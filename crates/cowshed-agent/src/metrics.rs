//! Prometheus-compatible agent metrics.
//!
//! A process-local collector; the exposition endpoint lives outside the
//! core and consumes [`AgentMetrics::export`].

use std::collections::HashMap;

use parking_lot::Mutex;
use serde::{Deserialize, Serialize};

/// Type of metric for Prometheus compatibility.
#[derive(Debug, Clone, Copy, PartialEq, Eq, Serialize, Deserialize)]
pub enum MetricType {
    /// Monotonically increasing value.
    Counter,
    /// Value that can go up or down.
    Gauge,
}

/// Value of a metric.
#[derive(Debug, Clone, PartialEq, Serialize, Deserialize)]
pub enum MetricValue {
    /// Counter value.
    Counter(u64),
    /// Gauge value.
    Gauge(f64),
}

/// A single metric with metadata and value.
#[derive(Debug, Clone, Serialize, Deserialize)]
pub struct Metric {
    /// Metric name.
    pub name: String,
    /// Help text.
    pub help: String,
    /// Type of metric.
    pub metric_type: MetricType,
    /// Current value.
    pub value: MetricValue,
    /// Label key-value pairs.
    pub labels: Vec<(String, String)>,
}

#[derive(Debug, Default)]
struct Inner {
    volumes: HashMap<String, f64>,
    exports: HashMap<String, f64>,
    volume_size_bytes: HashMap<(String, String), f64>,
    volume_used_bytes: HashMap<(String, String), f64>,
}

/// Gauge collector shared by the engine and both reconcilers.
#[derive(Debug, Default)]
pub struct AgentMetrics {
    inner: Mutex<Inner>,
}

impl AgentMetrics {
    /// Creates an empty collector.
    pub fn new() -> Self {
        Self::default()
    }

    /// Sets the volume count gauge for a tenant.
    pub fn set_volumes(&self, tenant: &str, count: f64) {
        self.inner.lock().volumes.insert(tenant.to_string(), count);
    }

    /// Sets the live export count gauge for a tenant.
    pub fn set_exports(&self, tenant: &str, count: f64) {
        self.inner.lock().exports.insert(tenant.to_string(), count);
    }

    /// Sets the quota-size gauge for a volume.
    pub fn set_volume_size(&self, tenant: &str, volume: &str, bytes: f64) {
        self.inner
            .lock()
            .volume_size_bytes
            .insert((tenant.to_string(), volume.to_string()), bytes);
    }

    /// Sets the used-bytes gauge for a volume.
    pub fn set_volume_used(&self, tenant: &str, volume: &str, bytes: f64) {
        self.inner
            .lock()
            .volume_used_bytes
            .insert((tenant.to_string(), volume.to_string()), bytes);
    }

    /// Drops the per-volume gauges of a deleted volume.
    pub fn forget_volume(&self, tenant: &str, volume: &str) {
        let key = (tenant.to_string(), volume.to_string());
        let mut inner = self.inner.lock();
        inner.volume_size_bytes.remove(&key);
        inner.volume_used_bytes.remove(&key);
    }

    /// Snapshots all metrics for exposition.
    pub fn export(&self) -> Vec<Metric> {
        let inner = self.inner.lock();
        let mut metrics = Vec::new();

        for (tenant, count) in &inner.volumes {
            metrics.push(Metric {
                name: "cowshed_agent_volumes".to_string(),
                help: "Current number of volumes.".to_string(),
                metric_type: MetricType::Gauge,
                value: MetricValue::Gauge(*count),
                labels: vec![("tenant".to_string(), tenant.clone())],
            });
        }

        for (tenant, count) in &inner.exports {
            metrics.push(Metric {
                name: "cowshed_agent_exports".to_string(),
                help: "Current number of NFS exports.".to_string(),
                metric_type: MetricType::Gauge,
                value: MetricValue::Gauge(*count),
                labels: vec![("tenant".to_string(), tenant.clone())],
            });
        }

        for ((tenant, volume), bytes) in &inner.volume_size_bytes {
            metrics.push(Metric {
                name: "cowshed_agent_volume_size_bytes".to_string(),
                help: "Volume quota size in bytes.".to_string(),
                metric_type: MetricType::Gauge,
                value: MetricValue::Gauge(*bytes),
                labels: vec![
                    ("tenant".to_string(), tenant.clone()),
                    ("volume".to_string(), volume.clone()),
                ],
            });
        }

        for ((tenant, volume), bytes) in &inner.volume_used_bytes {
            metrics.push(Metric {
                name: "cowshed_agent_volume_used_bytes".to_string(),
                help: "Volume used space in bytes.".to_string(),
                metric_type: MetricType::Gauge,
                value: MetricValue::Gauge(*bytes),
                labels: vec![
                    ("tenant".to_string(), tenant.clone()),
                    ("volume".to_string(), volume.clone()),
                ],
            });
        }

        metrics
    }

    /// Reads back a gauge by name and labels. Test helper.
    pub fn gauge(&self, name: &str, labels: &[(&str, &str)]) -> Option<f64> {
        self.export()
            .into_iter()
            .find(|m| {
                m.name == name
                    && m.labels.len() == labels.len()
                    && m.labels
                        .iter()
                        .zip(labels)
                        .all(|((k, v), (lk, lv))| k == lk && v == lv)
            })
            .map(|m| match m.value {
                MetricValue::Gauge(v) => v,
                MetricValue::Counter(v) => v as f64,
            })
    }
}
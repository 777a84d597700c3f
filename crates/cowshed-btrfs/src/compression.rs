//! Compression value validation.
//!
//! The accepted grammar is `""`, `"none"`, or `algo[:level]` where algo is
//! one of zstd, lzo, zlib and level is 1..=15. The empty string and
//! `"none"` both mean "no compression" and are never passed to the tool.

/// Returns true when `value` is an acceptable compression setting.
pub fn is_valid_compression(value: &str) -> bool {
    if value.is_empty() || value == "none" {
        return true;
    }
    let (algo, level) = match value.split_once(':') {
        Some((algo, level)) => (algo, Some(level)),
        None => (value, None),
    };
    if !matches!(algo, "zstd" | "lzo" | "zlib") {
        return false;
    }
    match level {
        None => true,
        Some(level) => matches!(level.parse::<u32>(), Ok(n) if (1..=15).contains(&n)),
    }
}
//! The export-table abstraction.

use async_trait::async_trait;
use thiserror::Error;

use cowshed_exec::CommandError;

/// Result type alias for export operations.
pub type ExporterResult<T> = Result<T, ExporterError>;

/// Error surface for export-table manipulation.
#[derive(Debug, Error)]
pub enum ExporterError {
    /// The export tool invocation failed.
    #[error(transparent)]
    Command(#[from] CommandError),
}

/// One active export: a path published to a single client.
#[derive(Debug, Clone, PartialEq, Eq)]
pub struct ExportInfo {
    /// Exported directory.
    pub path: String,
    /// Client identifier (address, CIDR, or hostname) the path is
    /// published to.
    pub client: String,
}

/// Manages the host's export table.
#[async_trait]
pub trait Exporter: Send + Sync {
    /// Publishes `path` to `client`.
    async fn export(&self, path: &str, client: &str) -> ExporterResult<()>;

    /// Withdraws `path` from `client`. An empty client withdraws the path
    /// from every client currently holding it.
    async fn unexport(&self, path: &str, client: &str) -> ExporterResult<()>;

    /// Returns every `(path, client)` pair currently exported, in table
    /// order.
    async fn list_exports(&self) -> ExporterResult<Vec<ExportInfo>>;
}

---

[The problem] Return a copy of each line in the entries that carries the string "single".

[Solved problem]
/// A single metric with metadata and value.
/// One active export: a path published to a single client.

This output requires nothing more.